Stored items from a collection
►
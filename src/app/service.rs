//! Application service: the hexagonal core.
//!
//! [`Controller`] owns the FSM and its shared context.  It is the single
//! owner of the state, the panic lock and the button latch; every port is
//! injected at the call site, so the whole controller runs on the host
//! against fakes.
//!
//! ```text
//!  CommandChannel ──▶ ┌─────────────────────────┐ ──▶ EventSink
//!      ButtonPort ──▶ │       Controller        │
//!       TimerPort ◀─▶ │ commands · button · FSM │ ──▶ OutputPort
//!                     └─────────────────────────┘
//! ```
//!
//! Within one tick the order is fixed: one command byte, then the button
//! level, then the active state's output pattern.

use log::{debug, info, warn};

use crate::config::AlarmConfig;
use crate::fsm::context::{FsmContext, LockCause, OutputCommands};
use crate::fsm::states::build_state_table;
use crate::fsm::{Fsm, PanicPhase, StateId};

use super::commands::{Ack, Command};
use super::events::{AppEvent, StatusSnapshot, TransitionCause};
use super::ports::{ButtonPort, CommandChannel, EventSink, OutputPort, TimerPort};

// ───────────────────────────────────────────────────────────────
// Controller
// ───────────────────────────────────────────────────────────────

/// The panic alarm controller.
pub struct Controller {
    fsm: Fsm,
    ctx: FsmContext,
    tick_count: u64,
}

impl Controller {
    /// Construct the controller in `Off`, unlocked, button released.
    ///
    /// Does **not** start the timer; call [`start`](Self::start) next.
    pub fn new(config: AlarmConfig) -> Self {
        Self {
            fsm: Fsm::new(build_state_table(), StateId::Off),
            ctx: FsmContext::new(config),
            tick_count: 0,
        }
    }

    // ── Lifecycle ─────────────────────────────────────────────

    /// Start the timer, drive every output low and announce the start.
    pub fn start(
        &mut self,
        hw: &mut impl OutputPort,
        timer: &mut impl TimerPort,
        sink: &mut impl EventSink,
    ) {
        self.fsm.start(&mut self.ctx, timer);
        self.ctx.outputs = OutputCommands::all_off();
        hw.all_off();
        sink.emit(&AppEvent::Started(self.fsm.current_state()));
        info!("Controller started in {:?}", self.fsm.current_state());
    }

    // ── Per-tick orchestration ────────────────────────────────

    /// Run one poll iteration: command → button → state outputs.
    ///
    /// The `hw` parameter satisfies **both** [`OutputPort`] and
    /// [`ButtonPort`], which avoids a double mutable borrow while keeping
    /// the port boundary explicit.
    pub fn tick(
        &mut self,
        hw: &mut (impl OutputPort + ButtonPort),
        channel: &mut impl CommandChannel,
        timer: &mut impl TimerPort,
        sink: &mut impl EventSink,
    ) {
        self.tick_count += 1;

        // 1. At most one command byte per tick.
        if let Some(byte) = channel.read_byte() {
            self.handle_byte(byte, channel, timer, sink);
        }

        // 2. Button level.
        let pressed = hw.is_pressed();
        self.handle_button(pressed, channel, timer, sink);

        // 3. Active state's output pattern (may escalate or lock).
        let prev_state = self.fsm.current_state();
        let was_locked = self.ctx.panic_locked();

        if let Some(next) = self.fsm.tick(&mut self.ctx, timer) {
            sink.emit(&AppEvent::StateChanged {
                from: prev_state,
                to: next,
                cause: TransitionCause::MonitorTimeout,
            });
        }

        for ack in self.ctx.pending_acks.iter() {
            channel.write_byte(ack.as_byte());
        }
        self.ctx.pending_acks.clear();

        if !was_locked {
            if let Some(cause) = self.ctx.panic_lock {
                sink.emit(&AppEvent::PanicLocked(cause));
            }
        }

        // 4. Apply outputs.
        self.apply_outputs(hw);

        debug_assert!(
            !self.ctx.panic_locked() || self.fsm.current_state() == StateId::Panic,
            "panic lock held outside Panic ({:?})",
            self.fsm.current_state()
        );
    }

    /// Switch state and reset the elapsed-time reference.
    ///
    /// The panic lock is not touched here; the command and button paths
    /// manage it around the transition.
    pub fn transition_to(
        &mut self,
        next: StateId,
        cause: TransitionCause,
        timer: &mut impl TimerPort,
        sink: &mut impl EventSink,
    ) {
        let from = self.fsm.current_state();
        self.fsm.transition_to(next, &mut self.ctx, timer);
        sink.emit(&AppEvent::StateChanged {
            from,
            to: next,
            cause,
        });
    }

    // ── Input handling ────────────────────────────────────────

    /// Apply one inbound command byte.
    ///
    /// While the panic lock is held every byte except `o` is refused and
    /// answered with `P`, unrecognised bytes included.
    pub fn handle_byte(
        &mut self,
        byte: u8,
        channel: &mut impl CommandChannel,
        timer: &mut impl TimerPort,
        sink: &mut impl EventSink,
    ) {
        let command = Command::from_byte(byte);

        if self.ctx.panic_locked() && command != Some(Command::Off) {
            warn!("CMD: {:#04x} refused, panic lock held", byte);
            channel.write_byte(Ack::Panic.as_byte());
            sink.emit(&AppEvent::CommandRejected(byte));
            return;
        }

        let Some(command) = command else {
            debug!("CMD: ignoring byte {:#04x}", byte);
            sink.emit(&AppEvent::CommandIgnored(byte));
            return;
        };

        match command {
            Command::Off => {
                self.transition_to(StateId::Off, TransitionCause::Command, timer, sink);
                if self.ctx.panic_lock.take().is_some() {
                    info!("CMD: panic lock released");
                    sink.emit(&AppEvent::PanicUnlocked);
                }
            }
            Command::Monitor => {
                if self.fsm.current_state() == StateId::Monitor {
                    self.fsm.rearm(&mut self.ctx, timer);
                } else {
                    self.transition_to(StateId::Monitor, TransitionCause::Command, timer, sink);
                }
            }
            Command::Panic => {
                // Forced panic does not lock; lockdown will if it lasts.
                self.transition_to(StateId::Panic, TransitionCause::Command, timer, sink);
            }
        }
        channel.write_byte(command.ack().as_byte());
        sink.emit(&AppEvent::CommandAccepted(command));
    }

    /// Apply the current button level.
    ///
    /// A press edge (pressed, not latched, not locked) latches, locks,
    /// answers `P` and enters Panic.  Release clears the latch and nothing
    /// else.
    pub fn handle_button(
        &mut self,
        pressed: bool,
        channel: &mut impl CommandChannel,
        timer: &mut impl TimerPort,
        sink: &mut impl EventSink,
    ) {
        if !pressed {
            self.ctx.button_latched = false;
            return;
        }
        if self.ctx.button_latched || self.ctx.panic_locked() {
            return;
        }

        warn!("BUTTON: panic pressed in {}", self.fsm.current_name());
        self.ctx.button_latched = true;
        self.ctx.panic_lock = Some(LockCause::Button);
        channel.write_byte(Ack::Panic.as_byte());
        sink.emit(&AppEvent::PanicLocked(LockCause::Button));
        self.transition_to(StateId::Panic, TransitionCause::Button, timer, sink);
    }

    // ── Queries ───────────────────────────────────────────────

    /// Current FSM state.
    pub fn state(&self) -> StateId {
        self.fsm.current_state()
    }

    /// `true` while the panic lock is held.
    pub fn panic_locked(&self) -> bool {
        self.ctx.panic_locked()
    }

    /// Why the panic lock is held, if it is.
    pub fn lock_cause(&self) -> Option<LockCause> {
        self.ctx.panic_lock
    }

    /// `true` while the button is held since its last press edge.
    pub fn button_latched(&self) -> bool {
        self.ctx.button_latched
    }

    /// Panic sub-phase as of the last tick, `None` outside Panic.
    pub fn panic_phase(&self) -> Option<PanicPhase> {
        self.fsm.panic_phase(&self.ctx)
    }

    /// Output levels computed on the last tick.
    pub fn outputs(&self) -> OutputCommands {
        self.ctx.outputs
    }

    /// Poll iterations executed since startup.
    pub fn tick_count(&self) -> u64 {
        self.tick_count
    }

    /// Active configuration.
    pub fn config(&self) -> &AlarmConfig {
        &self.ctx.config
    }

    /// Build a status snapshot from the current context.
    pub fn status(&self) -> StatusSnapshot {
        StatusSnapshot {
            state: self.state(),
            phase: self.panic_phase(),
            lock: self.ctx.panic_lock,
            button_latched: self.ctx.button_latched,
            outputs: self.ctx.outputs,
            elapsed_units: self.ctx.elapsed_units(),
            tick_count: self.tick_count,
        }
    }

    // ── Internal ──────────────────────────────────────────────

    /// Translate output commands into port calls.
    fn apply_outputs(&self, hw: &mut impl OutputPort) {
        let out = &self.ctx.outputs;
        hw.set_indicator(out.indicator);
        hw.set_buzzer(out.buzzer);
        hw.set_relay(out.relay);
    }
}
//! Status indicator LED driver.
//!
//! Single active-high GPIO.  Off/Monitor keep it dark, the Panic alarm
//! phase blinks it, lockdown holds it on.
//!
//! ## Dual-target design
//!
//! On ESP-IDF: wraps a `PinDriver` in output mode.
//! On host/test: wraps any `embedded-hal` output pin.

use embedded_hal::digital::{Error as _, OutputPin, PinState};
use log::warn;

pub struct StatusLed<P> {
    pin: P,
    on: bool,
}

impl<P: OutputPin> StatusLed<P> {
    pub fn new(pin: P) -> Self {
        Self { pin, on: false }
    }

    /// Drive the LED.  Unchanged levels are not rewritten; on a pin error
    /// the previous level is kept.
    pub fn set(&mut self, on: bool) {
        if on == self.on {
            return;
        }
        match self.pin.set_state(PinState::from(on)) {
            Ok(()) => self.on = on,
            Err(e) => warn!("StatusLed: pin write failed ({:?})", e.kind()),
        }
    }

    /// Drive the pin low even if it is already tracked as dark.
    pub fn off(&mut self) {
        match self.pin.set_low() {
            Ok(()) => self.on = false,
            Err(e) => warn!("StatusLed: off failed ({:?})", e.kind()),
        }
    }

    pub fn is_on(&self) -> bool {
        self.on
    }
}
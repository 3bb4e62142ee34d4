//! Adapters: concrete implementations of the hexagonal port traits.
//!
//! | Adapter    | Implements             | Connects to                 |
//! |------------|------------------------|-----------------------------|
//! | `hardware` | OutputPort, ButtonPort | LED, buzzer, relay, button  |
//! | `log_sink` | EventSink              | Serial log output           |
//! | `rx_queue` | (used by `serial`)     | Command byte buffering      |
//! | `serial`   | CommandChannel         | UART1 (ESP-IDF only)        |
//! | `time`     | TimerPort              | ESP32 high-resolution timer |

pub mod hardware;
pub mod log_sink;
pub mod rx_queue;
#[cfg(target_os = "espidf")]
pub mod serial;
pub mod time;
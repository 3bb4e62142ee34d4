fn main() {
    // Host builds (unit/integration tests) have no ESP-IDF environment to export.
    #[cfg(feature = "espidf")]
    embuild::espidf::sysenv::output();
}
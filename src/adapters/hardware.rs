//! Hardware adapter: bridges real peripherals to domain port traits.
//!
//! Owns the three actuator drivers and the panic button, exposing them
//! through [`OutputPort`] and [`ButtonPort`].  This is the only module in
//! the system that touches pins.  Generic over `embedded-hal` pins so that
//! the same adapter runs against `PinDriver`s on target and mock pins in
//! tests.

use embedded_hal::digital::{InputPin, OutputPin};

use crate::app::ports::{ButtonPort, OutputPort};
use crate::drivers::button::PanicButton;
use crate::drivers::buzzer::Buzzer;
use crate::drivers::relay::Relay;
use crate::drivers::status_led::StatusLed;

/// Concrete adapter that combines all hardware behind port traits.
pub struct HardwareAdapter<L, Z, R, B> {
    led: StatusLed<L>,
    buzzer: Buzzer<Z>,
    relay: Relay<R>,
    button: PanicButton<B>,
}

impl<L, Z, R, B> HardwareAdapter<L, Z, R, B>
where
    L: OutputPin,
    Z: OutputPin,
    R: OutputPin,
    B: InputPin,
{
    pub fn new(led: StatusLed<L>, buzzer: Buzzer<Z>, relay: Relay<R>, button: PanicButton<B>) -> Self {
        Self {
            led,
            buzzer,
            relay,
            button,
        }
    }

    /// `true` while the relay is engaged (vehicle immobilised).
    pub fn immobilised(&self) -> bool {
        self.relay.is_engaged()
    }
}

// ── OutputPort implementation ─────────────────────────────────

impl<L, Z, R, B> OutputPort for HardwareAdapter<L, Z, R, B>
where
    L: OutputPin,
    Z: OutputPin,
    R: OutputPin,
    B: InputPin,
{
    fn set_indicator(&mut self, on: bool) {
        self.led.set(on);
    }

    fn set_buzzer(&mut self, on: bool) {
        self.buzzer.set(on);
    }

    fn set_relay(&mut self, engaged: bool) {
        self.relay.set(engaged);
    }

    fn all_off(&mut self) {
        self.led.off();
        self.buzzer.silence();
        self.relay.release();
    }
}

// ── ButtonPort implementation ─────────────────────────────────

impl<L, Z, R, B> ButtonPort for HardwareAdapter<L, Z, R, B>
where
    L: OutputPin,
    Z: OutputPin,
    R: OutputPin,
    B: InputPin,
{
    fn is_pressed(&mut self) -> bool {
        self.button.is_pressed()
    }
}
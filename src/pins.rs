//! GPIO / peripheral pin assignments for the PanicGuard board (ESP32-S3).
//!
//! Single source of truth: `main` takes the typed pins from here rather
//! than naming GPIOs itself.  Change a pin here and it propagates everywhere.

use esp_idf_hal::gpio::{AnyIOPin, AnyInputPin, AnyOutputPin, IOPin, InputPin, OutputPin, Pins};

/// Board pins, downgraded to their type-erased form.
pub struct BoardPins {
    /// Status indicator LED (active high).
    pub indicator: AnyOutputPin,
    /// Piezo buzzer driver transistor (active high).
    pub buzzer: AnyOutputPin,
    /// Ignition cut-off relay coil driver (active high = immobilised).
    pub relay: AnyOutputPin,
    /// Panic button: BOOT key, active low.  Kept bidirectional because the
    /// IDF only exposes the internal pull-up on input/output capable pins.
    pub button: AnyIOPin,
    /// Command channel UART1 TX.
    pub uart_tx: AnyOutputPin,
    /// Command channel UART1 RX.
    pub uart_rx: AnyInputPin,
}

impl BoardPins {
    pub fn take(pins: Pins) -> Self {
        Self {
            indicator: pins.gpio2.downgrade_output(),
            buzzer: pins.gpio11.downgrade_output(),
            relay: pins.gpio12.downgrade_output(),
            button: pins.gpio0.downgrade(),
            uart_tx: pins.gpio17.downgrade_output(),
            uart_rx: pins.gpio18.downgrade_input(),
        }
    }
}
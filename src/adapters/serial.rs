//! UART command channel adapter.
//!
//! Implements [`CommandChannel`] over an ESP-IDF UART driver configured
//! 8N1 at `AlarmConfig::serial_baud`.  Reads are non-blocking: the UART is
//! drained into an [`RxQueue`] only when the queue is empty, and each call
//! hands out a single byte.

use esp_idf_hal::delay::NON_BLOCK;
use esp_idf_hal::uart::UartDriver;
use log::warn;

use super::rx_queue::{RX_QUEUE_CAP, RxQueue};
use crate::app::ports::CommandChannel;
use crate::error::CommsError;

pub struct SerialCommandChannel<'d> {
    uart: UartDriver<'d>,
    rx: RxQueue,
    read_errors: u32,
    write_errors: u32,
}

impl<'d> SerialCommandChannel<'d> {
    pub fn new(uart: UartDriver<'d>) -> Self {
        Self {
            uart,
            rx: RxQueue::new(),
            read_errors: 0,
            write_errors: 0,
        }
    }

    /// (read, write) failures since boot.  Queue overflows count as read
    /// failures.
    pub fn error_counts(&self) -> (u32, u32) {
        (
            self.read_errors.saturating_add(self.rx.dropped()),
            self.write_errors,
        )
    }
}

impl CommandChannel for SerialCommandChannel<'_> {
    fn read_byte(&mut self) -> Option<u8> {
        if self.rx.is_empty() {
            let mut buf = [0u8; RX_QUEUE_CAP];
            let want = self.rx.free();
            match self.uart.read(&mut buf[..want], NON_BLOCK) {
                Ok(n) => {
                    self.rx.extend(&buf[..n]);
                }
                Err(e) => {
                    self.read_errors = self.read_errors.wrapping_add(1);
                    warn!("Serial: {} ({})", CommsError::UartReadFailed, e);
                }
            }
        }
        self.rx.pop()
    }

    fn write_byte(&mut self, byte: u8) {
        match self.uart.write(&[byte]) {
            Ok(1) => {}
            Ok(n) => {
                self.write_errors = self.write_errors.wrapping_add(1);
                warn!("Serial: {} (wrote {} of 1)", CommsError::UartWriteFailed, n);
            }
            Err(e) => {
                self.write_errors = self.write_errors.wrapping_add(1);
                warn!("Serial: {} ({})", CommsError::UartWriteFailed, e);
            }
        }
    }
}
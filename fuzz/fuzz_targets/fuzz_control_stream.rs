//! Fuzz target: `Controller::tick`
//!
//! Interprets the input as a stream of poll iterations (command byte,
//! button level, clock advance) and asserts that the controller never
//! panics and never holds the panic lock outside Panic.
//!
//! cargo fuzz run fuzz_control_stream

#![no_main]

use libfuzzer_sys::fuzz_target;
use panicguard::app::events::AppEvent;
use panicguard::app::ports::{ButtonPort, CommandChannel, EventSink, OutputPort, TimerPort};
use panicguard::app::service::Controller;
use panicguard::config::AlarmConfig;
use panicguard::fsm::StateId;

#[derive(Default)]
struct Rig {
    pressed: bool,
    relay: bool,
}

impl OutputPort for Rig {
    fn set_indicator(&mut self, _on: bool) {}
    fn set_buzzer(&mut self, _on: bool) {}
    fn set_relay(&mut self, engaged: bool) {
        self.relay = engaged;
    }
}

impl ButtonPort for Rig {
    fn is_pressed(&mut self) -> bool {
        self.pressed
    }
}

#[derive(Default)]
struct Wire {
    rx: Option<u8>,
}

impl CommandChannel for Wire {
    fn read_byte(&mut self) -> Option<u8> {
        self.rx.take()
    }
    fn write_byte(&mut self, _byte: u8) {}
}

struct Clock {
    now: u64,
    reset_at: u64,
}

impl TimerPort for Clock {
    fn elapsed_ms(&self) -> u64 {
        self.now - self.reset_at
    }
    fn reset(&mut self) {
        self.reset_at = self.now;
    }
}

struct Discard;

impl EventSink for Discard {
    fn emit(&mut self, _event: &AppEvent) {}
}

fuzz_target!(|data: &[u8]| {
    let mut app = Controller::new(AlarmConfig::default());
    let mut rig = Rig::default();
    let mut wire = Wire::default();
    let mut clock = Clock { now: 0, reset_at: 0 };
    app.start(&mut rig, &mut clock, &mut Discard);

    // Three bytes per iteration: command, flags, clock advance (x100 ms).
    for chunk in data.chunks_exact(3) {
        let (cmd, flags, advance) = (chunk[0], chunk[1], chunk[2]);
        wire.rx = (flags & 0x01 != 0).then_some(cmd);
        rig.pressed = flags & 0x02 != 0;
        clock.now += u64::from(advance) * 100;

        app.tick(&mut rig, &mut wire, &mut clock, &mut Discard);

        if app.panic_locked() {
            assert_eq!(app.state(), StateId::Panic);
        }
        if rig.relay {
            assert_eq!(app.state(), StateId::Panic);
        }
    }
});
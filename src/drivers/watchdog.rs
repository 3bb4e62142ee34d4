//! Task Watchdog Timer (TWDT) driver.
//!
//! Wraps the ESP-IDF TWDT API to reset the device if the poll loop stalls
//! for longer than the configured timeout.  A stalled loop would freeze the
//! outputs in whatever state they were in, including a silent alarm.
//!
//! The poll loop must call `feed()` on every iteration.

#[cfg(target_os = "espidf")]
use esp_idf_svc::sys::*;

use log::{info, warn};

pub struct Watchdog {
    #[cfg(target_os = "espidf")]
    subscribed: bool,
    timeout_ms: u32,
}

impl Watchdog {
    /// Reconfigure the TWDT and subscribe the current task to it.
    pub fn new(timeout_ms: u32) -> Self {
        #[cfg(target_os = "espidf")]
        {
            // SAFETY: called once from main() before the poll loop starts.
            unsafe {
                let cfg = esp_task_wdt_config_t {
                    timeout_ms,
                    idle_core_mask: 0,
                    trigger_panic: true,
                };
                let ret = esp_task_wdt_reconfigure(&cfg);
                if ret != ESP_OK {
                    warn!("Watchdog: reconfigure returned {} (may already be configured)", ret);
                }

                let ret = esp_task_wdt_add(core::ptr::null_mut());
                let subscribed = ret == ESP_OK;
                if subscribed {
                    info!("Watchdog: subscribed ({}ms timeout, panic on trigger)", timeout_ms);
                } else {
                    warn!("Watchdog: failed to subscribe ({})", ret);
                }

                Self {
                    subscribed,
                    timeout_ms,
                }
            }
        }

        #[cfg(not(target_os = "espidf"))]
        {
            info!("Watchdog(sim): no-op, {}ms timeout", timeout_ms);
            if timeout_ms == 0 {
                warn!("Watchdog(sim): zero timeout would reset immediately on target");
            }
            Self { timeout_ms }
        }
    }

    /// Feed the watchdog.  Must be called at least once per timeout.
    pub fn feed(&self) {
        #[cfg(target_os = "espidf")]
        {
            if self.subscribed {
                // SAFETY: the current task subscribed in `new`.
                unsafe {
                    esp_task_wdt_reset();
                }
            }
        }
    }

    pub fn timeout_ms(&self) -> u32 {
        self.timeout_ms
    }
}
◄
Report each line in the data above that holds the word "released" by copying it.

    /// Construct the controller in `Off`, unlocked, button released.
                    info!("CMD: panic lock released");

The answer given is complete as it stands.